Quiescing a node

Context

When the quiesce command is issued to a node in Enterprise Edition 4.3.1.3 and later, it causes the node to be "quiesced" in the next cluster rebalance.

During rebalance, a quiesced node behaves in some ways as if it has been removed from the cluster, but in other ways as if it is still in the cluster.

Rebalance puts the quiesced node at the end of every partition's "succession list". This can cause a quiesced node that was previously master to handoff master status to a normal (not quiesced) node. This handoff happens only if the normal node and quiesced node have matching full partition versions. Such a handoff is the goal of using quiescence in one particular use case (see below).

The quiesced node at the end of the succession list is excluded from certain algorithms during rebalance: AP rack-aware, AP uniform balance, and SC "second phase" rack-aware -- for these purposes the quiesced node behaves as if it is not in the cluster.

Otherwise, the quiesced node behaves as if it is in the cluster -- it will accept transactions, schedule migrations if appropriate, and for SC it will count towards determining that a partition is available.

One last way a quiesced node behaves differently is that it will never drop its data, even if all migrations complete and leave it with a "superfluous" partition version. The assumption is that the quiesced node will be taken down and then return to its prior place as a replica -- keeping data means it will not take as long to re-sync, needing only a "delta" migration instead of a "fill" migration.

With Enterprise Edition 5.2.0 and above, a node can be placed in a perpetually quiesced state by using the stay-quiesced configuration parameter. This provides a lightweight mechanism for providing a tie-breaker node in the event of a network failure. This is particularly useful in rack-aware configurations where a loss of connectivity might result in a tie-break situation. Having such permanently quiesced node alone on a third rack on its own, breaks a potential tie by having a majority of nodes for a strong-consistency enabled namespace, providing full availability even in the case of losing a full rack out of two.

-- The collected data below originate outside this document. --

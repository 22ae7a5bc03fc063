//! Iterative `#define` substitution over the combined keymap source.
//!
//! Macros may reference other macros, so a single pass is not enough:
//! substitution repeats until a pass makes no replacement, capped at
//! `MACRO_PASS_LIMIT` passes so a cyclic definition cannot spin forever.
//! Names carrying an excluded prefix stay literal in the output.

use indexmap::IndexMap;
use log::{debug, warn};

use crate::model::{EXCLUDED_MACRO_PREFIXES, MACRO_PASS_LIMIT};

/// Collect every object-like `#define NAME value` in the source.
///
/// Function-like macros (`#define FOO(x) …`) are skipped, a trailing line
/// comment is stripped from the value, and a later definition of the same
/// name overwrites an earlier one.
pub fn collect_defines(text: &str) -> IndexMap<String, String> {
    let mut defines = IndexMap::new();

    for line in text.lines() {
        let Some(rest) = line.trim_start().strip_prefix("#define") else {
            continue;
        };
        if !rest.starts_with(|c: char| c.is_whitespace()) {
            continue;
        }
        let rest = rest.trim_start();
        let name_end = rest
            .find(|c: char| !(c.is_ascii_alphanumeric() || c == '_'))
            .unwrap_or(rest.len());
        if name_end == 0 {
            continue;
        }
        let (name, value) = rest.split_at(name_end);
        if value.starts_with('(') {
            // function-like, not ours to expand
            continue;
        }
        let value = strip_trailing_comment(value).trim();
        if value.is_empty() {
            continue;
        }
        defines.insert(name.to_string(), value.to_string());
    }

    defines
}

/// Substitute defined names throughout `text` until a fixed point.
///
/// An undefined reference is not an error, it simply stays in the text.
pub fn resolve(text: &str) -> String {
    let defines = collect_defines(text);
    let mut current = text.to_string();
    let mut pass = 0;

    loop {
        let mut substituted = 0usize;
        for (name, value) in &defines {
            if EXCLUDED_MACRO_PREFIXES.iter().any(|p| name.starts_with(p)) {
                continue;
            }
            let (next, count) = replace_whole_word(&current, name, value);
            if count > 0 {
                current = next;
                substituted += count;
            }
        }
        pass += 1;
        debug!("macro pass {pass}: {substituted} substitutions");
        if substituted == 0 {
            break;
        }
        if pass >= MACRO_PASS_LIMIT {
            warn!(
                "macros still substituting after {MACRO_PASS_LIMIT} passes, \
                 definitions are probably cyclic"
            );
            break;
        }
    }

    current
}

fn strip_trailing_comment(value: &str) -> &str {
    let end = [value.find("//"), value.find("/*")]
        .into_iter()
        .flatten()
        .min()
        .unwrap_or(value.len());
    &value[..end]
}

fn is_word_byte(b: u8) -> bool {
    b.is_ascii_alphanumeric() || b == b'_'
}

/// Replace whole-word occurrences of `name` with `value`.
///
/// An occurrence touching an identifier character on either side is left
/// alone, so `NAV` never fires inside `NAVX`.
fn replace_whole_word(text: &str, name: &str, value: &str) -> (String, usize) {
    let bytes = text.as_bytes();
    let mut out = String::with_capacity(text.len());
    let mut count = 0;
    let mut i = 0;

    while let Some(pos) = text[i..].find(name) {
        let start = i + pos;
        let end = start + name.len();
        let left_ok = start == 0 || !is_word_byte(bytes[start - 1]);
        let right_ok = end == bytes.len() || !is_word_byte(bytes[end]);
        if left_ok && right_ok {
            out.push_str(&text[i..start]);
            out.push_str(value);
            count += 1;
        } else {
            out.push_str(&text[i..end]);
        }
        i = end;
    }
    out.push_str(&text[i..]);

    (out, count)
}

#[cfg(test)]
mod tests {
    use super::*;

    #[test]
    fn test_substitutes_define() {
        let src = "#define FOO &kp A\nBAR FOO BAZ";
        let resolved = resolve(src);
        assert!(resolved.contains("BAR &kp A BAZ"), "got: {resolved}");
    }

    #[test]
    fn test_whole_word_boundaries() {
        let src = "#define NAV 1\nNAV NAVX XNAV NAV_X";
        let resolved = resolve(src);
        assert!(resolved.contains("1 NAVX XNAV NAV_X"), "got: {resolved}");
    }

    #[test]
    fn test_excluded_prefix_stays_literal() {
        let src = "#define MAC_SPC &kp LCMD\nrow: MAC_SPC";
        let resolved = resolve(src);
        assert!(resolved.contains("row: MAC_SPC"), "got: {resolved}");
    }

    #[test]
    fn test_transitive_chain() {
        let src = "#define INNER &kp A\n#define OUTER INNER\nuse: OUTER";
        let resolved = resolve(src);
        assert!(resolved.contains("use: &kp A"), "got: {resolved}");
    }

    #[test]
    fn test_idempotent() {
        let src = "#define INNER &kp A\n#define OUTER INNER\nuse: OUTER NAVX";
        let once = resolve(src);
        let twice = resolve(&once);
        assert_eq!(once, twice);
    }

    #[test]
    fn test_value_comment_stripped() {
        let defines = collect_defines("#define SPC &kp SPACE // space bar\n");
        assert_eq!(defines.get("SPC").map(String::as_str), Some("&kp SPACE"));
    }

    #[test]
    fn test_function_like_skipped() {
        let defines = collect_defines("#define WRAP(x) (x)\n#define PLAIN 1\n");
        assert!(!defines.contains_key("WRAP"));
        assert_eq!(defines.get("PLAIN").map(String::as_str), Some("1"));
    }

    #[test]
    fn test_undefined_reference_untouched() {
        let src = "#define FOO 1\nFOO MISSING";
        let resolved = resolve(src);
        assert!(resolved.contains("1 MISSING"), "got: {resolved}");
    }

    #[test]
    fn test_cyclic_definitions_terminate() {
        // A references B and vice versa; the pass cap has to kick in.
        let src = "#define A B\n#define B A\nrow: A B";
        let resolved = resolve(src);
        assert!(resolved.contains("row:"));
    }
}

Using Quiescence for a Smooth Master Handoff

A common use for quiescence is to enable smooth master handoffs.

Normally, when a node is removed from a cluster, it takes a couple seconds for the remaining nodes to re-cluster and determine a new master for the partitions that had been master on the missing node. During this time, transactions (with timeouts shorter than the "master gap") that are looking for a master node will not find one, and will time out -- i.e. writes, and SC reads. AP reads will by default retry against a replica.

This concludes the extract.